NEAR WRENSHALL, Minn. - One day after the proposed Enbridge Line 3 pipeline gained state approval at a hearing room in St. Paul, protesters gathered outside on a hazy Friday morning, June 29, in southern Carlton County.
They stood on railroad tracks along the state line - the fenced and completed end of Enbridge Line 3 in Wisconsin over their shoulders and a pipeline easement into Minnesota overgrown with vegetation in front of them.
"This is the battle line right here," said Winona LaDuke, executive director for Honor the Earth. "We just want them to know they're not going to cross this border. We're going to put down the black snake."
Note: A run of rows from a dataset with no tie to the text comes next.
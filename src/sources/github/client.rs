use std::time::Duration;

use chrono::{DateTime, Utc};
use log::{debug, warn};
use reqwest::header::{HeaderMap, HeaderValue, ACCEPT, LINK, RETRY_AFTER};
use reqwest::{Client, Response, StatusCode};
use url::Url;

use super::types::PageBody;
use crate::auth::Token;
use crate::error::{DashboardError, Result};
use crate::sources::Category;

const PER_PAGE: &str = "100";

#[derive(Debug, Clone)]
pub struct ClientOptions {
    pub request_timeout: Duration,
    /// Retries after the first attempt for rate limits, 5xx and transport errors.
    pub max_retries: u32,
    pub base_delay: Duration,
    pub max_delay: Duration,
    pub max_pages: usize,
}

impl Default for ClientOptions {
    fn default() -> Self {
        Self {
            request_timeout: Duration::from_secs(30),
            max_retries: 3,
            base_delay: Duration::from_secs(1),
            max_delay: Duration::from_secs(60),
            max_pages: 10,
        }
    }
}

impl ClientOptions {
    fn backoff(&self, attempt: u32, retry_after: Option<Duration>) -> Duration {
        let exponential = self
            .base_delay
            .saturating_mul(2u32.saturating_pow(attempt.saturating_sub(1)));
        retry_after
            .map_or(exponential, |hint| hint.max(exponential))
            .min(self.max_delay)
    }
}

#[derive(Debug)]
pub struct GitHubClient {
    client: Client,
    api_url: Url,
    token: Option<Token>,
    options: ClientOptions,
}

impl GitHubClient {
    pub fn new(base_url: &str, token: Option<Token>, options: ClientOptions) -> Result<Self> {
        let mut headers = HeaderMap::new();
        headers.insert(ACCEPT, HeaderValue::from_static("application/vnd.github+json"));
        headers.insert(
            "x-github-api-version",
            HeaderValue::from_static("2022-11-28"),
        );

        let client = Client::builder()
            .user_agent(concat!("devops-dashboard/", env!("CARGO_PKG_VERSION")))
            .default_headers(headers)
            .timeout(options.request_timeout)
            .build()?;

        // Url::join drops the last path segment unless it ends with a slash
        let api_url = Url::parse(&format!("{}/", base_url.trim_end_matches('/')))
            .map_err(|e| DashboardError::Config(format!("Invalid API base URL: {e}")))?;

        Ok(Self {
            client,
            api_url,
            token,
            options,
        })
    }

    fn auth_request(&self, request: reqwest::RequestBuilder) -> reqwest::RequestBuilder {
        if let Some(token) = &self.token {
            request.bearer_auth(token.as_str())
        } else {
            request
        }
    }

    pub fn repo_url(&self, repo: &str, endpoint: &str) -> Result<Url> {
        Ok(self.api_url.join(&format!("repos/{repo}/{endpoint}"))?)
    }

    /// Walks `rel="next"` links starting at `url` until the listing is
    /// exhausted or `stop_after` returns true for the page just fetched.
    ///
    /// A listing that still has a next page after `max_pages` pages is an
    /// error rather than a silently shortened result.
    pub async fn fetch_paginated<P: PageBody>(
        &self,
        category: Category,
        mut url: Url,
        query: &[(&str, String)],
        stop_after: impl Fn(&[P::Item]) -> bool + Send,
    ) -> Result<Vec<P::Item>> {
        url.query_pairs_mut()
            .extend_pairs(query.iter().map(|(k, v)| (*k, v.as_str())))
            .append_pair("per_page", PER_PAGE)
            .append_pair("page", "1");

        let mut items = Vec::new();
        let mut next = Some(url);
        let mut pages = 0;

        while let Some(url) = next.take() {
            if pages == self.options.max_pages {
                return Err(DashboardError::Truncated { category, pages });
            }

            let response = self.get_with_retry(category, &url).await?;
            next = next_link(response.headers());

            let body = response.text().await.map_err(|e| DashboardError::Api {
                category,
                message: format!("failed to read response body: {e}"),
            })?;
            let batch = serde_json::from_str::<P>(&body)
                .map_err(|e| DashboardError::DataShape {
                    category,
                    message: e.to_string(),
                })?
                .into_items();
            pages += 1;

            debug!("Page {pages}: fetched {} {category}", batch.len());

            let done = batch.is_empty() || stop_after(&batch);
            items.extend(batch);
            if done {
                break;
            }
        }

        Ok(items)
    }

    async fn get_with_retry(&self, category: Category, url: &Url) -> Result<Response> {
        let mut attempt = 0;

        loop {
            attempt += 1;
            let exhausted = attempt > self.options.max_retries;
            let request = self.auth_request(self.client.get(url.clone()));

            let retry_after = match request.send().await {
                Ok(response) if response.status().is_success() => return Ok(response),
                Ok(response) if is_rate_limited(&response) => {
                    if exhausted {
                        return Err(DashboardError::RateLimited {
                            category,
                            attempts: attempt,
                        });
                    }
                    retry_after_hint(response.headers(), Utc::now())
                }
                Ok(response) if response.status().is_server_error() && !exhausted => None,
                Ok(response) => {
                    let status = response.status();
                    let body = response.text().await.unwrap_or_default();
                    return Err(DashboardError::Api {
                        category,
                        message: format!("{status} - {body}"),
                    });
                }
                Err(e) if is_transient(&e) && !exhausted => None,
                Err(e) => {
                    return Err(DashboardError::Api {
                        category,
                        message: e.to_string(),
                    })
                }
            };

            let delay = self.options.backoff(attempt, retry_after);
            warn!(
                "Request for {category} failed (attempt {attempt}/{}), retrying in {delay:?}",
                self.options.max_retries + 1
            );
            tokio::time::sleep(delay).await;
        }
    }
}

fn is_rate_limited(response: &Response) -> bool {
    match response.status() {
        StatusCode::TOO_MANY_REQUESTS => true,
        StatusCode::FORBIDDEN => {
            let headers = response.headers();
            headers
                .get("x-ratelimit-remaining")
                .is_some_and(|v| v.as_bytes() == b"0")
                || headers.contains_key(RETRY_AFTER)
        }
        _ => false,
    }
}

fn is_transient(error: &reqwest::Error) -> bool {
    error.is_timeout() || error.is_connect() || error.is_request()
}

/// Server-suggested wait: `retry-after` when present, otherwise the time
/// left until `x-ratelimit-reset` once the primary quota is spent.
fn retry_after_hint(headers: &HeaderMap, now: DateTime<Utc>) -> Option<Duration> {
    if let Some(seconds) = header_u64(headers, RETRY_AFTER.as_str()) {
        return Some(Duration::from_secs(seconds));
    }

    let exhausted = headers
        .get("x-ratelimit-remaining")
        .is_some_and(|v| v.as_bytes() == b"0");
    if !exhausted {
        return None;
    }

    // Reset is an epoch timestamp in seconds
    let reset = i64::try_from(header_u64(headers, "x-ratelimit-reset")?).ok()?;
    let wait = reset.saturating_sub(now.timestamp()).max(0);
    Some(Duration::from_secs(wait.unsigned_abs()))
}

fn header_u64(headers: &HeaderMap, name: &str) -> Option<u64> {
    headers.get(name)?.to_str().ok()?.trim().parse().ok()
}

fn next_link(headers: &HeaderMap) -> Option<Url> {
    let link = headers.get(LINK)?.to_str().ok()?;

    link.split(',').find_map(|entry| {
        let mut parts = entry.split(';');
        let target = parts
            .next()?
            .trim()
            .strip_prefix('<')?
            .strip_suffix('>')?;
        parts
            .any(|p| p.trim() == r#"rel="next""#)
            .then(|| Url::parse(target).ok())
            .flatten()
    })
}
LaDuke added that her group and others would use regulation, litigation and protesters to prevent and disrupt work along the roughly 340 miles of proposed Minnesota pipeline which would connect Alberta tar sands with the Enbridge terminal in Superior, Wis. Fond du Lac Band of Lake Superior Chippewa tribal member Jim Northrup III led the group of a dozen-plus protesters in prayer.
"It's not easy to do what we do," he said, adding that there were no accidents in nature and that all along the proposed route are habitats, foods and medicines worth fighting to protect. Protesters walked along Military Road carrying homemade banners which looked like the masts and sails of tall ships and bore slogans such as "water is sacred" and "protect our future."
A lone St. Louis County Sheriff's Office deputy drove through the scene prior to its commencing and did not stop. There was no pipeline activity in sight as work along the Wisconsin section of Line 3 has been completed.
Last summer, protesters describing themselves as water protectors conducted a series of direct actions which found them locking onto equipment at work sites outside Superior. There were several arrests for misdemeanors, but no conflicts of the sort that erupted in North Dakota during the Standing Rock Indian Reservation protest of the Dakota Access Pipeline in 2016-17.
"This is Minnesota's Standing Rock," LaDuke said.
Shanai Matteson, of Aitkin, brought her two young children to the state line. It's something she does when she attends meetings and hearings to remind policy makers that there are people who don't have a voice, she said.
She also likes her children to see the protests.
"It lets them see there are people who want to protect the water and their future," she said.
Generations of Matteson's family grew up in Palisade, a small community located near Big Sandy Lake and along the proposed route.
"It's a very wet place," she said, "not a great place to put a pipeline for lots and lots of reasons."
LaDuke told the assembled protesters to expect a protracted two-year fight. Groups like hers and others will contest the 29 state and federal permits Enbridge still needs to secure, she explained. LaDuke also said legal cases would be made on other grounds, too, including the Minnesota Public Utilities Commission's apparent dismissal of the counsel from other state officials and agencies which had previously made decisions and declarations contradictory of the need for the new proposed Line 3 pipeline.
"We are discouraged and embarrassed by the state of Minnesota," LaDuke said. "But at the same time I'm standing here with water protectors, of which there are thousands."
A previous version of this story contained an error. Line 3 would end at the Enbridge terminal in Superior, Wis.